Delta Lake Protocol
The Delta Lake protocol offers ACID properties for managing large datasets stored as files in distributed file systems or object stores. Its key design goals include:
- Serializable ACID Writes: Ensuring transactions are processed in a consistent and reliable manner, even with concurrent writes.
- Snapshot Isolation for Reads: Readers always see a consistent snapshot of the data, regardless of ongoing writes.
- Scalability: Designed to handle large datasets and high write throughput.
- Self-Description: The protocol’s metadata allows for easy understanding of the table’s structure and state.
- Support for Incremental Processing: Efficiently processes only changes since the last read.
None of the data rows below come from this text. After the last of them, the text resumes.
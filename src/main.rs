//! Command line front-end for the ASPSP mock server.
//!
//! Drives one banking session from the shell: the session record comes from
//! flags, the subcommand picks the backend call.

use std::path::PathBuf;

use clap::{Parser, Subcommand};

use online_banking::config::resolve_config;
use online_banking::observability::logging;
use online_banking::{BankingClient, BankingSession, ConfirmationBody, ConfirmationResponse, SessionRecord};

#[derive(Parser)]
#[command(name = "online-banking")]
#[command(about = "Confirm TANs, decide consents and fetch payments against the ASPSP mock server", long_about = None)]
struct Cli {
    /// TOML configuration file.
    #[arg(short, long)]
    config: Option<PathBuf>,

    /// Overrides backend.base_url from the configuration.
    #[arg(short, long)]
    base_url: Option<String>,

    #[arg(long, default_value = "")]
    iban: String,

    #[arg(long, default_value = "")]
    consent_id: String,

    #[arg(long, default_value = "")]
    payment_id: String,

    #[arg(long)]
    tan: Option<String>,

    #[command(subcommand)]
    command: Commands,
}

#[derive(Subcommand)]
enum Commands {
    /// Submit the TAN for the pending payment
    ConfirmTan,
    /// Accept or reject the pending consent
    Consent {
        /// ACCEPTED or REJECTED
        decision: String,
    },
    /// Show the payment referenced by --payment-id
    Payment,
}

#[tokio::main]
async fn main() -> Result<(), Box<dyn std::error::Error>> {
    let cli = Cli::parse();

    let config = resolve_config(cli.config.as_deref(), cli.base_url)?;

    logging::init(&config.observability)?;

    let client = BankingClient::from_config(&config)?;
    let session = BankingSession::new(client);
    session.save_data(SessionRecord {
        tan: cli.tan,
        iban: cli.iban,
        consent_id: cli.consent_id,
        payment_id: cli.payment_id,
    });

    match cli.command {
        Commands::ConfirmTan => print_confirmation(session.post_tan().await?)?,
        Commands::Consent { decision } => {
            print_confirmation(session.post_consent_str(&decision).await?)?
        }
        Commands::Payment => match session.get_single_payments().await? {
            Some(payment) => println!("{}", serde_json::to_string_pretty(&payment)?),
            None => println!("No payment found for id '{}'", session.load_data().payment_id),
        },
    }

    Ok(())
}

fn print_confirmation(response: ConfirmationResponse) -> Result<(), Box<dyn std::error::Error>> {
    match response.body {
        ConfirmationBody::Json(value) => println!("{}", serde_json::to_string_pretty(&value)?),
        ConfirmationBody::Text(text) => println!("{}", text),
        ConfirmationBody::Empty => println!("Backend answered {} with no body", response.status),
    }
    Ok(())
}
Delta Lake uses a multi-version concurrency control (MVCC) mechanism. The core components are:
1.Optimistic Concurrency Control (OCC)
Writers create new data files and then commit changes by appending a log entry to the transaction log. This log entry details files to add or remove, and any metadata modifications. Delta Lake employs OCC to handle concurrent writes efficiently. Instead of locking data, writers optimistically assume that no conflicts will occur. A writer performs the following steps:
Write Phase: The writer creates new data files containing the updated data. These files are written to the storage location but are not yet considered part of the table’s official state.
Commit Phase: Once the writer has finished writing all the new data files, it commits the changes by appending a transaction log entry. This entry describes the changes made (files added, files removed, metadata updates) and includes a unique transaction ID.
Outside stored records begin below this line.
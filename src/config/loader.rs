//! Configuration loading from disk.

use std::fs;
use std::path::Path;

use crate::config::schema::BankingConfig;
use crate::config::validation::{validate_config, ValidationError};

/// Environment variable overriding `backend.base_url`.
pub const BASE_URL_ENV: &str = "BANKING_BASE_URL";

/// Error type for configuration loading.
#[derive(Debug)]
pub enum ConfigError {
    Io(std::io::Error),
    Parse(toml::de::Error),
    Validation(Vec<ValidationError>),
}

impl std::fmt::Display for ConfigError {
    fn fmt(&self, f: &mut std::fmt::Formatter<'_>) -> std::fmt::Result {
        match self {
            ConfigError::Io(e) => write!(f, "IO error: {}", e),
            ConfigError::Parse(e) => write!(f, "Parse error: {}", e),
            ConfigError::Validation(errors) => {
                write!(f, "Validation failed: ")?;
                for (i, err) in errors.iter().enumerate() {
                    if i > 0 { write!(f, ", ")?; }
                    write!(f, "{}", err)?;
                }
                Ok(())
            }
        }
    }
}

impl std::error::Error for ConfigError {}

/// Load and validate configuration from a TOML file.
///
/// `BANKING_BASE_URL`, when set, replaces the file's base URL before validation.
pub fn load_config(path: &Path) -> Result<BankingConfig, ConfigError> {
    resolve_config(Some(path), None)
}

/// Build a validated configuration without a file (defaults plus env overrides).
pub fn default_config() -> Result<BankingConfig, ConfigError> {
    resolve_config(None, None)
}

/// Assemble the effective configuration and validate it as a whole.
///
/// Precedence, lowest first: defaults or the file at `path`, then
/// `BANKING_BASE_URL`, then `base_url` (the command line).
pub fn resolve_config(
    path: Option<&Path>,
    base_url: Option<String>,
) -> Result<BankingConfig, ConfigError> {
    let mut config = match path {
        Some(path) => parse_config(&fs::read_to_string(path).map_err(ConfigError::Io)?)?,
        None => BankingConfig::default(),
    };
    apply_overrides(&mut config, std::env::var(BASE_URL_ENV).ok(), base_url)?;

    tracing::debug!(path = ?path, base_url = %config.backend.base_url, "Configuration loaded");
    Ok(config)
}

fn parse_config(content: &str) -> Result<BankingConfig, ConfigError> {
    toml::from_str(content).map_err(ConfigError::Parse)
}

fn apply_env_overrides(config: &mut BankingConfig, base_url: Option<String>) {
    if let Some(url) = base_url.filter(|u| !u.trim().is_empty()) {
        config.backend.base_url = url;
    }
}

fn apply_overrides(
    config: &mut BankingConfig,
    env_base_url: Option<String>,
    cli_base_url: Option<String>,
) -> Result<(), ConfigError> {
    apply_env_overrides(config, env_base_url);
    apply_env_overrides(config, cli_base_url);
    validate_config(config).map_err(ConfigError::Validation)
}
//! Configuration schema definitions.
//!
//! All types derive Serde traits for deserialization from config files.

use serde::{Deserialize, Serialize};

/// Root configuration for the banking client.
#[derive(Debug, Clone, Deserialize, Serialize, Default)]
#[serde(default)]
pub struct BankingConfig {
    /// Banking backend location.
    pub backend: BackendConfig,

    /// Timeout configuration.
    pub timeouts: TimeoutConfig,

    /// Session manager limits.
    pub sessions: SessionConfig,

    /// Observability settings.
    pub observability: ObservabilityConfig,
}

/// Banking backend (ASPSP mock server) configuration.
#[derive(Debug, Clone, Deserialize, Serialize)]
#[serde(default)]
pub struct BackendConfig {
    /// Base URL every request path is appended to (e.g., "http://localhost:28080").
    pub base_url: String,

    /// Which confirmation endpoint family the backend exposes.
    pub confirmation_path: ConfirmationPath,
}

impl Default for BackendConfig {
    fn default() -> Self {
        Self {
            base_url: "http://localhost:28080".to_string(),
            confirmation_path: ConfirmationPath::default(),
        }
    }
}

/// Path prefix of the TAN and consent confirmation endpoints.
///
/// Deployments of the mock server disagree on whether these live under the
/// view controller or the plain payment controller, so it is left to the
/// integration to pick one.
#[derive(Debug, Clone, Copy, Default, PartialEq, Eq, Deserialize, Serialize)]
#[serde(rename_all = "snake_case")]
pub enum ConfirmationPath {
    /// `/payment/confirmation`
    #[default]
    Payment,
    /// `/view/payment/confirmation`
    View,
}

impl ConfirmationPath {
    pub const PAYMENT: &'static str = "/payment/confirmation";
    pub const VIEW: &'static str = "/view/payment/confirmation";

    pub fn as_str(&self) -> &'static str {
        match self {
            ConfirmationPath::Payment => Self::PAYMENT,
            ConfirmationPath::View => Self::VIEW,
        }
    }
}

/// Timeout configuration for outbound requests.
#[derive(Debug, Clone, Deserialize, Serialize)]
#[serde(default)]
pub struct TimeoutConfig {
    /// Connection establishment timeout in seconds.
    pub connect_secs: u64,

    /// Request timeout (total time for request/response) in seconds.
    pub request_secs: u64,
}

impl Default for TimeoutConfig {
    fn default() -> Self {
        Self {
            connect_secs: 5,
            request_secs: 30,
        }
    }
}

/// Session manager configuration.
#[derive(Debug, Clone, Deserialize, Serialize)]
#[serde(default)]
pub struct SessionConfig {
    /// Maximum number of live sessions held at once.
    pub max_sessions: usize,
}

impl Default for SessionConfig {
    fn default() -> Self {
        Self { max_sessions: 1000 }
    }
}

/// Observability configuration.
#[derive(Debug, Clone, Deserialize, Serialize)]
#[serde(default)]
pub struct ObservabilityConfig {
    /// Log level (trace, debug, info, warn, error).
    pub log_level: String,

    /// Emit JSON log lines instead of the human readable format.
    pub json: bool,
}

impl Default for ObservabilityConfig {
    fn default() -> Self {
        Self {
            log_level: "info".to_string(),
            json: false,
        }
    }
}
Conflict Detection: The transaction log is used to detect conflicts. If another writer has modified the same data during the first writer’s write phase, a conflict is detected during the commit phase. In case of a conflict, the committing writer’s transaction is aborted, and it needs to retry the operation. The specific conflict resolution strategy depends on the implementation.
OCC avoids the performance overhead of traditional locking mechanisms, making it suitable for high-concurrency environments. However, it does introduce the possibility of conflicts and the need for retry mechanisms.
2. Transaction Log
The transaction log is the central component of Delta Lake’s architecture. It’s an append-only log that records every action performed on the table. Each entry represents a transaction and includes details like added/removed files, metadata updates, and transaction identifiers. Checkpoints within this log provide efficient read access by allowing readers to avoid scanning the entire log. Different checkpoint types exist (UUID-named, classic, and deprecated multi-part).
Each entry in the log represents a committed transaction and includes:
- Transaction ID: A unique identifier for the transaction.
- Actions: A list of actions performed during the transaction (e.g., adding files, removing files, updating metadata).
- Timestamp: The time the transaction was committed.
- Other Metadata: Additional information relevant to the transaction.
The transaction log is crucial for:
- Reproducing Table State: By replaying the log entries, one can reconstruct the table’s state at any point in time.
- Maintaining Consistency: The log ensures that all changes are recorded and applied in the correct order, maintaining data consistency.
- Supporting Snapshot Isolation: The log allows readers to construct consistent snapshots of the data.
- Enabling Data Recovery: In case of failures, the log can be used to recover the table’s state.
3. Snapshot Isolation
Readers in Delta Lake always see a consistent snapshot of the data, regardless of concurrent writes. This is achieved by:
- Reading the Transaction Log: A reader reads the transaction log to determine the latest committed version of the table.
- Constructing a Snapshot: Based on the latest committed version, the reader identifies the set of data files that constitute the consistent snapshot.
- Reading Data Files: The reader then reads the data from the identified data files.
Snapshot isolation ensures that readers never see partially written or inconsistent data. It guarantees that each read operation sees a consistent view of the table, even if writes are occurring concurrently.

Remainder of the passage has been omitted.